Às 20h30, Daniela entrou em seu quarto e espalhou na cama as alternativas de figurino. “A ideia é fazer uma ho- menagem bem ousada aos Dzi Croquettes”, avisou a Caetano. Ela recordou então as aulas de dança com Lennie Dale, coreógrafo do grupo contracultural, e a colaboração de Cláudio Tovar com as suas fantasias carnavalescas.

“Vou pôr seu marido nu numa banheira com bolas cor-de- rosa”, brincou com Paula Lavigne. “Você quer que o Carnaval seja proibido mesmo, né?”, sorriu a produtora. Por fim, Caetano escolheu uma casaca com gola de paetês e enlaçou uma gravata rosa.

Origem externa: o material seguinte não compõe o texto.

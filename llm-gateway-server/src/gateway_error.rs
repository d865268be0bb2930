//! # Error Envelope
//!
//! Maps classified core errors onto the public JSON envelope
//! `{"error": {"code", "message", "details"}}` with a stable code set and
//! the HTTP status mapping of the API contract.

use axum::http::StatusCode;
use axum::response::{IntoResponse, Response};
use axum::Json;
use llm_gateway_core::error::{ClassifiedError, ErrorCategory};
use serde::Serialize;
use serde_json::json;

/// Stable error codes surfaced to callers.
#[derive(Debug, Clone, Copy, PartialEq, Eq, Serialize)]
#[serde(rename_all = "SCREAMING_SNAKE_CASE")]
pub enum ErrorCode {
    Unauthorized,
    InvalidRequest,
    ProviderUnavailable,
    ProviderTimeout,
    RateLimited,
    QuotaExceeded,
    RoutingFailed,
    InternalServerError,
}

#[derive(Debug)]
pub struct GatewayError {
    pub status: StatusCode,
    pub code: ErrorCode,
    pub message: String,
    pub details: Option<serde_json::Value>,
}

impl GatewayError {
    pub fn invalid_request(message: impl Into<String>) -> Self {
        Self {
            status: StatusCode::BAD_REQUEST,
            code: ErrorCode::InvalidRequest,
            message: message.into(),
            details: None,
        }
    }

    pub fn internal(message: impl Into<String>) -> Self {
        Self {
            status: StatusCode::INTERNAL_SERVER_ERROR,
            code: ErrorCode::InternalServerError,
            message: message.into(),
            details: None,
        }
    }

    /// The JSON envelope body, shared by buffered responses and SSE error
    /// frames.
    pub fn envelope(&self) -> serde_json::Value {
        let mut error = json!({
            "code": self.code,
            "message": self.message,
        });
        if let Some(details) = &self.details {
            error["details"] = details.clone();
        }
        json!({ "error": error })
    }
}

impl From<ClassifiedError> for GatewayError {
    fn from(err: ClassifiedError) -> Self {
        let (status, code) = match err.category {
            ErrorCategory::Auth => (StatusCode::UNAUTHORIZED, ErrorCode::Unauthorized),
            ErrorCategory::Client => (StatusCode::BAD_REQUEST, ErrorCode::InvalidRequest),
            ErrorCategory::Quota => (StatusCode::PAYMENT_REQUIRED, ErrorCode::QuotaExceeded),
            ErrorCategory::RateLimit => (StatusCode::TOO_MANY_REQUESTS, ErrorCode::RateLimited),
            ErrorCategory::Timeout => (StatusCode::GATEWAY_TIMEOUT, ErrorCode::ProviderTimeout),
            ErrorCategory::Network | ErrorCategory::Server => {
                if err.operation == "routing" {
                    if err.message.contains("no available provider") {
                        (StatusCode::SERVICE_UNAVAILABLE, ErrorCode::ProviderUnavailable)
                    } else {
                        (StatusCode::SERVICE_UNAVAILABLE, ErrorCode::RoutingFailed)
                    }
                } else {
                    (StatusCode::BAD_GATEWAY, ErrorCode::ProviderUnavailable)
                }
            }
        };

        Self {
            status,
            code,
            message: err.message.clone(),
            details: Some(json!({
                "provider": err.provider,
                "operation": err.operation,
                "category": err.category.as_str(),
            })),
        }
    }
}

impl IntoResponse for GatewayError {
    fn into_response(self) -> Response {
        let body = self.envelope();
        (self.status, Json(body)).into_response()
    }
}

#[cfg(test)]
mod tests {
    use super::*;

    #[test]
    fn category_to_status_mapping() {
        let cases = [
            (ErrorCategory::Auth, StatusCode::UNAUTHORIZED, ErrorCode::Unauthorized),
            (ErrorCategory::Client, StatusCode::BAD_REQUEST, ErrorCode::InvalidRequest),
            (ErrorCategory::Quota, StatusCode::PAYMENT_REQUIRED, ErrorCode::QuotaExceeded),
            (ErrorCategory::RateLimit, StatusCode::TOO_MANY_REQUESTS, ErrorCode::RateLimited),
            (ErrorCategory::Timeout, StatusCode::GATEWAY_TIMEOUT, ErrorCode::ProviderTimeout),
            (ErrorCategory::Server, StatusCode::BAD_GATEWAY, ErrorCode::ProviderUnavailable),
        ];
        for (category, status, code) in cases {
            let err = GatewayError::from(ClassifiedError::new(category, "p", "chat", "m"));
            assert_eq!(err.status, status, "{category:?}");
            assert_eq!(err.code, code, "{category:?}");
        }
    }

    #[test]
    fn routing_exhaustion_is_503() {
        let mut core = ClassifiedError::new(
            ErrorCategory::Server,
            "router",
            "routing",
            "no available provider for this request",
        );
        core.status = Some(503);
        let err = GatewayError::from(core);
        assert_eq!(err.status, StatusCode::SERVICE_UNAVAILABLE);
        assert_eq!(err.code, ErrorCode::ProviderUnavailable);

        let skipped = GatewayError::from(ClassifiedError::new(
            ErrorCategory::Server,
            "router",
            "routing",
            "all candidate providers skipped by open circuit breakers",
        ));
        assert_eq!(skipped.status, StatusCode::SERVICE_UNAVAILABLE);
        assert_eq!(skipped.code, ErrorCode::RoutingFailed);
    }

    #[test]
    fn envelope_shape() {
        let err = GatewayError::invalid_request("model is required");
        let body = err.envelope();
        assert_eq!(body["error"]["code"], "INVALID_REQUEST");
        assert_eq!(body["error"]["message"], "model is required");
    }
}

“Bolsonaro é a consequência dessa sensação nossa de que a gente tem que resolver as coisas de forma imediatista, que é alguém que vai salvar a gente e não a democracia”, comentou Daniela, enquanto estava fora de cena. “As coisas estão acontecendo. É uma tentativa de proibir o que não pode ser proibido, o que a gente lutou tanto para libertar.”

A cantora convocou a voz de Caetano por associar a canção anticensura à tropicália. “O axé é encarnação do desejo tropicalista de liberdade, democracia e brasilidade”, explicou. “Essa letra foi feita agora. Só a ideia de que está proibido o carnaval é antiga e gerou a ‘Rainha Má’ [em 2015]. Quem proibiu o Carnaval foi a Rainha Má, meu alter ego.”

De última hora, ela mencionou na letra a declaração da ministra da Mulher, Família e Direitos Humanos, Damares Alves, de que “menino veste azul e menina veste rosa”. Num dos versos, surge a pergunta: “Vai de rosa ou vai de azul?”.